=== STUDY MATERIAL ===

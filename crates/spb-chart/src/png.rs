//! Bitmap histogram output via `plotters`.

use std::fs;
use std::path::{Path, PathBuf};

use anyhow::{anyhow, Context, Result};
use plotters::prelude::*;
use spb_analysis::{ChartSink, HistogramSpec};
use tracing::{info, warn};

use crate::label_slug;

const CHART_SIZE: (u32, u32) = (960, 600);

/// Writes `<output_dir>/<TICKER>_<label_slug>.png` for every histogram.
#[derive(Debug, Clone)]
pub struct PngHistogramSink {
    output_dir: PathBuf,
}

impl PngHistogramSink {
    pub fn new(output_dir: impl Into<PathBuf>) -> Self {
        Self {
            output_dir: output_dir.into(),
        }
    }

    pub fn path_for(&self, histogram: &HistogramSpec) -> PathBuf {
        self.output_dir.join(format!(
            "{}_{}.png",
            histogram.ticker,
            label_slug(&histogram.label)
        ))
    }

    fn draw(&self, h: &HistogramSpec, path: &Path) -> Result<()> {
        fs::create_dir_all(&self.output_dir)
            .with_context(|| format!("create chart dir: {}", self.output_dir.display()))?;

        let counts = h.counts();
        let edges = h.edges();
        let y_top = counts.iter().copied().max().unwrap_or(0) as u32 + 1;

        let root = BitMapBackend::new(path, CHART_SIZE).into_drawing_area();
        root.fill(&WHITE).map_err(plot_err)?;

        // Captions are single-line.
        let caption = h.title().replace('\n', "  |  ");
        let mut chart = ChartBuilder::on(&root)
            .caption(caption, ("sans-serif", 20))
            .margin(12)
            .x_label_area_size(40)
            .y_label_area_size(48)
            .build_cartesian_2d(h.start..h.end, 0u32..y_top)
            .map_err(plot_err)?;

        chart
            .configure_mesh()
            .x_desc(h.label.as_str())
            .y_desc("Frequency")
            .draw()
            .map_err(plot_err)?;

        chart
            .draw_series(counts.iter().zip(edges.windows(2)).map(|(&count, edge)| {
                Rectangle::new(
                    [(edge[0], 0u32), (edge[1], count as u32)],
                    BLUE.mix(0.6).filled(),
                )
            }))
            .map_err(plot_err)?;

        root.present().map_err(plot_err)?;
        Ok(())
    }
}

fn plot_err<E: std::fmt::Display>(e: E) -> anyhow::Error {
    anyhow!("plotting failed: {e}")
}

impl ChartSink for PngHistogramSink {
    fn render(&self, histogram: &HistogramSpec) {
        let path = self.path_for(histogram);
        match self.draw(histogram, &path) {
            Ok(()) => info!(path = %path.display(), "histogram written"),
            Err(e) => warn!(path = %path.display(), error = %format!("{e:#}"), "histogram not written"),
        }
    }
}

===

● WORK INSTRUCTIONS: Across the data, find each line that has "written" in it and copy that line.

● SOLUTION TO THE PROBLEM:
            Ok(()) => info!(path = %path.display(), "histogram written"),
            Err(e) => warn!(path = %path.display(), error = %format!("{e:#}"), "histogram not written"),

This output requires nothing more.